Only the lines holding "PoisonError" are wanted. Copy every one from the records below.
(Recorded information Opens)
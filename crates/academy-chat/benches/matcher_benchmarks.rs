//! Benchmarks for rule matching over the built-in tables.
//!
//! Matching is a linear scan with a substring search per trigger, so the
//! worst case is an input that falls through to the fallback.

use std::time::Duration;

use academy_chat::{match_rule, LabRuleBook, RuleBook};
use criterion::{black_box, criterion_group, criterion_main, Criterion};

/// A question that matches nothing and scans every trigger.
fn long_unmatched_question(words: usize) -> String {
    (0..words)
        .map(|i| format!("word{i}"))
        .collect::<Vec<_>>()
        .join(" ")
}

fn bench_general(c: &mut Criterion) {
    let book = RuleBook::general();
    let mut group = c.benchmark_group("general_assistant");
    group.measurement_time(Duration::from_secs(5));

    group.bench_function("first_rule", |b| {
        b.iter(|| match_rule(black_box("tell me about sql injection"), book.table()))
    });
    group.bench_function("last_rule", |b| {
        b.iter(|| match_rule(black_box("explain privilege escalation"), book.table()))
    });
    let unmatched = long_unmatched_question(200);
    group.bench_function("fallback_200_words", |b| {
        b.iter(|| match_rule(black_box(&unmatched), book.table()))
    });

    group.finish();
}

fn bench_lab(c: &mut Criterion) {
    let book = LabRuleBook::builtin();
    let mut group = c.benchmark_group("lab_assistant");

    group.bench_function("known_context", |b| {
        b.iter(|| book.classify(black_box("sql-injection"), black_box("I'm stuck")))
    });
    group.bench_function("unknown_context", |b| {
        b.iter(|| book.classify(black_box("race-condition"), black_box("I'm stuck")))
    });
    group.bench_function("render_generic", |b| {
        b.iter(|| book.classify("xss", black_box("no keywords here")).render())
    });

    group.finish();
}

criterion_group!(benches, bench_general, bench_lab);
criterion_main!(benches);
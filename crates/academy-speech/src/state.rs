//! Speech adapter state machines with thread-safe transitions.
//!
//! Recognition:
//! - Idle -> Listening (session started)
//! - Listening -> Idle (stream ended, stopped, or host error)
//!
//! Synthesis:
//! - Idle -> Speaking (utterance started)
//! - Speaking -> Speaking (utterance pre-empted by a newer one)
//! - Speaking -> Idle (utterance completed or stopped)

use std::fmt;
use std::sync::{Arc, Mutex, MutexGuard, PoisonError};

use crate::error::SpeechError;

/// A state enum with an explicit transition table.
pub trait Transitions: Copy + Eq + fmt::Display + Send + 'static {
    /// The state a fresh machine starts in.
    const INITIAL: Self;

    /// Returns whether a transition from `self` to `target` is valid.
    fn can_transition_to(&self, target: &Self) -> bool;
}

/// State of a speech input adapter.
#[derive(Debug, Clone, Copy, PartialEq, Eq, Hash)]
pub enum InputState {
    /// No recognition session. Ready to start.
    Idle,
    /// A recognition session is streaming results.
    Listening,
}

impl fmt::Display for InputState {
    fn fmt(&self, f: &mut fmt::Formatter<'_>) -> fmt::Result {
        match self {
            InputState::Idle => write!(f, "Idle"),
            InputState::Listening => write!(f, "Listening"),
        }
    }
}

impl Transitions for InputState {
    const INITIAL: Self = InputState::Idle;

    fn can_transition_to(&self, target: &InputState) -> bool {
        matches!(
            (self, target),
            (InputState::Idle, InputState::Listening) | (InputState::Listening, InputState::Idle)
        )
    }
}

/// State of a speech output adapter.
#[derive(Debug, Clone, Copy, PartialEq, Eq, Hash)]
pub enum OutputState {
    /// Nothing is playing.
    Idle,
    /// An utterance is playing.
    Speaking,
}

impl fmt::Display for OutputState {
    fn fmt(&self, f: &mut fmt::Formatter<'_>) -> fmt::Result {
        match self {
            OutputState::Idle => write!(f, "Idle"),
            OutputState::Speaking => write!(f, "Speaking"),
        }
    }
}

impl Transitions for OutputState {
    const INITIAL: Self = OutputState::Idle;

    fn can_transition_to(&self, target: &OutputState) -> bool {
        matches!(
            (self, target),
            (OutputState::Idle, OutputState::Speaking)
                | (OutputState::Speaking, OutputState::Speaking)
                | (OutputState::Speaking, OutputState::Idle)
        )
    }
}

/// Thread-safe state machine.
///
/// Clones share the same underlying state. Every transition is validated
/// against the state's transition table before it is applied.
#[derive(Debug, Clone)]
pub struct StateMachine<S: Transitions> {
    state: Arc<Mutex<S>>,
}

impl<S: Transitions> Default for StateMachine<S> {
    fn default() -> Self {
        Self::new()
    }
}

impl<S: Transitions> StateMachine<S> {
    /// Create a new state machine in the initial state.
    pub fn new() -> Self {
        Self {
            state: Arc::new(Mutex::new(S::INITIAL)),
        }
    }

    // The state is a plain Copy value, so a poisoned lock still holds a
    // usable value.
    fn lock(&self) -> MutexGuard<'_, S> {
        self.state.lock().unwrap_or_else(PoisonError::into_inner)
    }

    /// Returns the current state.
    pub fn current(&self) -> S {
        *self.lock()
    }

    /// Attempt to transition to the target state.
    pub fn transition(&self, target: S) -> Result<(), SpeechError> {
        let mut state = self.lock();
        if state.can_transition_to(&target) {
            tracing::debug!("Speech state: {} -> {}", *state, target);
            *state = target;
            Ok(())
        } else {
            Err(SpeechError::InvalidTransition {
                from: state.to_string(),
                to: target.to_string(),
            })
        }
    }

    /// Force the machine back to its initial state (used for error recovery).
    pub fn reset(&self) {
        let mut state = self.lock();
        if *state != S::INITIAL {
            tracing::debug!("Speech state reset to {} from {}", S::INITIAL, *state);
        }
        *state = S::INITIAL;
    }
}

// =============================================================================
// Tests
// =============================================================================

#[cfg(test)]
mod tests {
    use super::*;

    #[test]
    fn test_state_display() {
        assert_eq!(InputState::Idle.to_string(), "Idle");
        assert_eq!(InputState::Listening.to_string(), "Listening");
        assert_eq!(OutputState::Idle.to_string(), "Idle");
        assert_eq!(OutputState::Speaking.to_string(), "Speaking");
    }

    #[test]
    fn test_input_transitions() {
        assert!(InputState::Idle.can_transition_to(&InputState::Listening));
        assert!(InputState::Listening.can_transition_to(&InputState::Idle));

        assert!(!InputState::Idle.can_transition_to(&InputState::Idle));
        assert!(!InputState::Listening.can_transition_to(&InputState::Listening));
    }

    #[test]
    fn test_output_transitions() {
        assert!(OutputState::Idle.can_transition_to(&OutputState::Speaking));
        assert!(OutputState::Speaking.can_transition_to(&OutputState::Speaking));
        assert!(OutputState::Speaking.can_transition_to(&OutputState::Idle));

        assert!(!OutputState::Idle.can_transition_to(&OutputState::Idle));
    }

    #[test]
    fn test_state_machine_round_trip() {
        let sm: StateMachine<InputState> = StateMachine::new();
        assert_eq!(sm.current(), InputState::Idle);

        sm.transition(InputState::Listening).unwrap();
        assert_eq!(sm.current(), InputState::Listening);

        sm.transition(InputState::Idle).unwrap();
        assert_eq!(sm.current(), InputState::Idle);
    }

    #[test]
    fn test_state_machine_rejects_reentry() {
        let sm: StateMachine<InputState> = StateMachine::new();
        sm.transition(InputState::Listening).unwrap();

        let result = sm.transition(InputState::Listening);
        match result {
            Err(SpeechError::InvalidTransition { from, to }) => {
                assert_eq!(from, "Listening");
                assert_eq!(to, "Listening");
            }
            other => panic!("Expected InvalidTransition, got {:?}", other),
        }
        assert_eq!(sm.current(), InputState::Listening);
    }

    #[test]
    fn test_state_machine_reset() {
        let sm: StateMachine<OutputState> = StateMachine::new();
        sm.transition(OutputState::Speaking).unwrap();
        sm.reset();
        assert_eq!(sm.current(), OutputState::Idle);
    }

    #[test]
    fn test_state_machine_clone_is_shared() {
        let sm1: StateMachine<InputState> = StateMachine::new();
        let sm2 = sm1.clone();

        sm1.transition(InputState::Listening).unwrap();
        assert_eq!(sm2.current(), InputState::Listening);
    }
}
(Recorded information Closes)
### Exercise response
use std::sync::{Arc, Mutex, MutexGuard, PoisonError};
        self.state.lock().unwrap_or_else(PoisonError::into_inner)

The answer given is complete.